[[ SUPPLIED RECORDS open ]]
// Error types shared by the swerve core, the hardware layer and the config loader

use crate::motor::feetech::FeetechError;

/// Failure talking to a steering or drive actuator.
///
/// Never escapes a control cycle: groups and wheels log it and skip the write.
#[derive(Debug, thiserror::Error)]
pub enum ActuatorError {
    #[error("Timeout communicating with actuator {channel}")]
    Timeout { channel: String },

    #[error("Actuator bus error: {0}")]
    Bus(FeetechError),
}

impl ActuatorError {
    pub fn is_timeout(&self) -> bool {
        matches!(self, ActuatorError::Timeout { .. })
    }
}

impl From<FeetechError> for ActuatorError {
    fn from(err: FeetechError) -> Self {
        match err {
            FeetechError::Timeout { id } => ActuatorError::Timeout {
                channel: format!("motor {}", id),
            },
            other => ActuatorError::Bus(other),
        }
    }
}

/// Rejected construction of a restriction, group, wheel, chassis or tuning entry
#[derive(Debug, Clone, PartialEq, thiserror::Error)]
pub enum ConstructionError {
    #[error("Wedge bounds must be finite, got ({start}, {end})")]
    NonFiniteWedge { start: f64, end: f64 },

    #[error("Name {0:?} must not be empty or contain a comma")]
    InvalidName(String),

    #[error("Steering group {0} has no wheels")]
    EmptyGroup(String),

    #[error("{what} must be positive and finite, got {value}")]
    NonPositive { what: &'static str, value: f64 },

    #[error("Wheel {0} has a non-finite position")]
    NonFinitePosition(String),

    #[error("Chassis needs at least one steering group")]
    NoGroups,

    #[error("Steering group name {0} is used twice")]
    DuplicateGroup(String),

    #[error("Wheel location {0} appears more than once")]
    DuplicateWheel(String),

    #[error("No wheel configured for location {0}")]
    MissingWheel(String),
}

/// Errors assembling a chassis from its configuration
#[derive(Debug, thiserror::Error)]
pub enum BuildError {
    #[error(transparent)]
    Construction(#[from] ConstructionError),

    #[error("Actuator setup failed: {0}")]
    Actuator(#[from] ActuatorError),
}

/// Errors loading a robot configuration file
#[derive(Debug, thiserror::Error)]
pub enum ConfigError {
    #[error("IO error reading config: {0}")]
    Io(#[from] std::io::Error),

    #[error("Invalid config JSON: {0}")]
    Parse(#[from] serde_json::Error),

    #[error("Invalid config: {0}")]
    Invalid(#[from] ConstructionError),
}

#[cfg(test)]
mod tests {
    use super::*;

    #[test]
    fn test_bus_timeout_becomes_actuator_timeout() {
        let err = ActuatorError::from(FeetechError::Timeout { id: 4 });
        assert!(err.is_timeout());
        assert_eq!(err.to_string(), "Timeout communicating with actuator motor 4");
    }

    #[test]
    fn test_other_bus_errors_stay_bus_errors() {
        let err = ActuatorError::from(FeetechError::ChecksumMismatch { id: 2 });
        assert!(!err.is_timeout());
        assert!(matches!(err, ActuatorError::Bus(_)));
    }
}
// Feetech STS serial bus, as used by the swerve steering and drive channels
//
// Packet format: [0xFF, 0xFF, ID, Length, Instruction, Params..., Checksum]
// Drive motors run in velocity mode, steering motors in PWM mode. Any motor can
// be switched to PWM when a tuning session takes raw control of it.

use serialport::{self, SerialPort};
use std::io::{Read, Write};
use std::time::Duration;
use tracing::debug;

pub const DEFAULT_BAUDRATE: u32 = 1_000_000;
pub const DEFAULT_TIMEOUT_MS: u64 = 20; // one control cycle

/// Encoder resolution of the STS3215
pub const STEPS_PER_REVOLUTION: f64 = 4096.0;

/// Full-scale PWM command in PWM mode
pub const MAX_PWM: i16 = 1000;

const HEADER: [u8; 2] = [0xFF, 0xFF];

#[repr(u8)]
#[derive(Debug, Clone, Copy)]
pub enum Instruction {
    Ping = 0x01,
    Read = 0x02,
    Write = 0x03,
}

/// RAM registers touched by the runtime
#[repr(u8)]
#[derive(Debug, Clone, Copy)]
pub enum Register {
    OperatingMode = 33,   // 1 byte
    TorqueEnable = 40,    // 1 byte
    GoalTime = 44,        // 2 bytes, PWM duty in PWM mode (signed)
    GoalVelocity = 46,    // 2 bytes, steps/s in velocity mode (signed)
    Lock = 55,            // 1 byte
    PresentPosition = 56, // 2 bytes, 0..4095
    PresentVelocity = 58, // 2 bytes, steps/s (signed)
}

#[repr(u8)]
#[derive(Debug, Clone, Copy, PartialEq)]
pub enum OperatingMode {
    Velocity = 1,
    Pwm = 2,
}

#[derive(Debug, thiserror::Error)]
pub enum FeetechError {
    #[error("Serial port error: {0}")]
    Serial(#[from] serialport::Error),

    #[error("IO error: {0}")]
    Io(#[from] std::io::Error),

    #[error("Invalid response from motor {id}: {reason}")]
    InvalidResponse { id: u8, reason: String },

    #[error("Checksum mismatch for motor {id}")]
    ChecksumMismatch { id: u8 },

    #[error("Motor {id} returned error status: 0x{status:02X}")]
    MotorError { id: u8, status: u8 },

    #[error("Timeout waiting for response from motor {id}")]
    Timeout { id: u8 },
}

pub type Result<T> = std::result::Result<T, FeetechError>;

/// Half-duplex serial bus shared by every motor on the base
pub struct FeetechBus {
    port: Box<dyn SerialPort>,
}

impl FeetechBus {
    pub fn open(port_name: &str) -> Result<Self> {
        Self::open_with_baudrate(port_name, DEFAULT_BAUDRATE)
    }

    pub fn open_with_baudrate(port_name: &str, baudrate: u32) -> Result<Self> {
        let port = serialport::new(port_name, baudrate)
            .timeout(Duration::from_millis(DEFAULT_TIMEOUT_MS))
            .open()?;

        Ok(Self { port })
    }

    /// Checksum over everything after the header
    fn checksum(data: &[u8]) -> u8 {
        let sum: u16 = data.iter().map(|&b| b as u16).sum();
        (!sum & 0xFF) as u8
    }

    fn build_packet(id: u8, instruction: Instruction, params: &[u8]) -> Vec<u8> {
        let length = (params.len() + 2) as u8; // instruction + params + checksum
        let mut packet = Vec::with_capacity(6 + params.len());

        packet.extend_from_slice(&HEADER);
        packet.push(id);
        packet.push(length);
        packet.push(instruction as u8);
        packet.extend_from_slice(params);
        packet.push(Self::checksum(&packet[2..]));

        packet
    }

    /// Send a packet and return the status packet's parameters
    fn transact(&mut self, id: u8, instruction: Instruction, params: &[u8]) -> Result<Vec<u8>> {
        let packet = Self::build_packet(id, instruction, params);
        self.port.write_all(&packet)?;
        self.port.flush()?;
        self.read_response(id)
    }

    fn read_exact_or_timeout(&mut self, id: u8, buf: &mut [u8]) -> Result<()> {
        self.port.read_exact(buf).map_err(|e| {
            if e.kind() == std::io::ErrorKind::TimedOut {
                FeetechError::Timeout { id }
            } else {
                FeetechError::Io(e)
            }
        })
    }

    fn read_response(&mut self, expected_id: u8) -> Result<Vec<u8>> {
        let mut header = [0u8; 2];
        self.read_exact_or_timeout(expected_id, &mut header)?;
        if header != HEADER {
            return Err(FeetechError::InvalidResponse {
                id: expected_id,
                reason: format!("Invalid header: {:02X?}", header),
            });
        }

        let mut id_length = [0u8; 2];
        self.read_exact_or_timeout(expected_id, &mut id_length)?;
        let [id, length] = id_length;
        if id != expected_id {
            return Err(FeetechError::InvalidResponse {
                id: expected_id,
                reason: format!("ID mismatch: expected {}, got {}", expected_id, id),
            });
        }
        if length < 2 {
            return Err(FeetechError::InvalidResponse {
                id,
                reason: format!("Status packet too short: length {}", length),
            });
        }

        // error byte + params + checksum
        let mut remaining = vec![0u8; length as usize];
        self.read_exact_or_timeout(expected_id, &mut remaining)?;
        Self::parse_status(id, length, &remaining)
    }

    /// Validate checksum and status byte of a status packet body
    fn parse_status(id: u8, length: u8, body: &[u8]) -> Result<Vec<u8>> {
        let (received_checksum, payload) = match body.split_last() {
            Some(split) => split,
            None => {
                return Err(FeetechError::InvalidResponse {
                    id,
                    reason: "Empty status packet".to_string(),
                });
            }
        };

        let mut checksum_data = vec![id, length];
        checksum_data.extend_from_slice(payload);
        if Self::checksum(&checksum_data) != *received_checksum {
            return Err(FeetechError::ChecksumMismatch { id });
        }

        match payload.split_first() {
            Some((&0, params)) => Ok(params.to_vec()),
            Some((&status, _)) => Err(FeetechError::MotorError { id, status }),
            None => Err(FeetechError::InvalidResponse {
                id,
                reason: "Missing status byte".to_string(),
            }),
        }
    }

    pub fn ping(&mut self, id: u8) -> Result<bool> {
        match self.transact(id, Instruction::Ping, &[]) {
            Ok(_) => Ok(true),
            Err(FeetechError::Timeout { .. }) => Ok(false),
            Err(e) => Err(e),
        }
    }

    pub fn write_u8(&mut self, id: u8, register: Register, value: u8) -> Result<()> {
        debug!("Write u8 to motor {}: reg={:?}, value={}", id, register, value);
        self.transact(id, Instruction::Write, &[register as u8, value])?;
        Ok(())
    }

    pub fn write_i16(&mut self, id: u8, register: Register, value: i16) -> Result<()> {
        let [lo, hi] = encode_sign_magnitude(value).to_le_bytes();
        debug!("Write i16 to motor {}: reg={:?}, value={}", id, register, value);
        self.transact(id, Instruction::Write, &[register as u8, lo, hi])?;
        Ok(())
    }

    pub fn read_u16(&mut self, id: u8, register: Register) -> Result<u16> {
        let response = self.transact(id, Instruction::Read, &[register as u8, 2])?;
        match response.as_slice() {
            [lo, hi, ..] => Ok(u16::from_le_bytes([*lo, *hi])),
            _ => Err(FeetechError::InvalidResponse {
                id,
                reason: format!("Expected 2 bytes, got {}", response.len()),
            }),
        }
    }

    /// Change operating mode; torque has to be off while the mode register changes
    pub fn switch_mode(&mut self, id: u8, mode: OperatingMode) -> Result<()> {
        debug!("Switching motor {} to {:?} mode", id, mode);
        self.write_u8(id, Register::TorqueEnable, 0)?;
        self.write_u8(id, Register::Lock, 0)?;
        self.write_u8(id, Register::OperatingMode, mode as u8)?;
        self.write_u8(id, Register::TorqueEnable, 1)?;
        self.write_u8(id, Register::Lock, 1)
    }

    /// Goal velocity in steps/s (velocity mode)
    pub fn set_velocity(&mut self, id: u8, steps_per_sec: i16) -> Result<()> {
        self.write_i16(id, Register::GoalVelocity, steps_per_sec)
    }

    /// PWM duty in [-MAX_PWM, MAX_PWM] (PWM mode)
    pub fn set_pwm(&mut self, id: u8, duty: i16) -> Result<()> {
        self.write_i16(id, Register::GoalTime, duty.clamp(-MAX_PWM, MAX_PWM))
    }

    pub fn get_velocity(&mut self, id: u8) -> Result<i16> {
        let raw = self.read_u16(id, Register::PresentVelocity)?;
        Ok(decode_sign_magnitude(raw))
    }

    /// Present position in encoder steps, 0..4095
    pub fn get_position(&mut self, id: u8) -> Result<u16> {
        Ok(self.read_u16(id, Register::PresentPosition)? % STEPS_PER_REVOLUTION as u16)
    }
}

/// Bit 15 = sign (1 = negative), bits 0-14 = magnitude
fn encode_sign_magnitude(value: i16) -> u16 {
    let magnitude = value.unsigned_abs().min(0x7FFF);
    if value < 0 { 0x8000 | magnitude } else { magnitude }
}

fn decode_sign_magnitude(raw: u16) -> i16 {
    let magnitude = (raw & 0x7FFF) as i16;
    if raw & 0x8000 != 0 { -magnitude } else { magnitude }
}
[[ SUPPLIED RECORDS closed ]]
• PROBLEM REQUIREMENTS: All lines that include the word "Duration" must be copied from the material above.

• EXERCISE RESULT:
use std::time::Duration;
            .timeout(Duration::from_millis(DEFAULT_TIMEOUT_MS))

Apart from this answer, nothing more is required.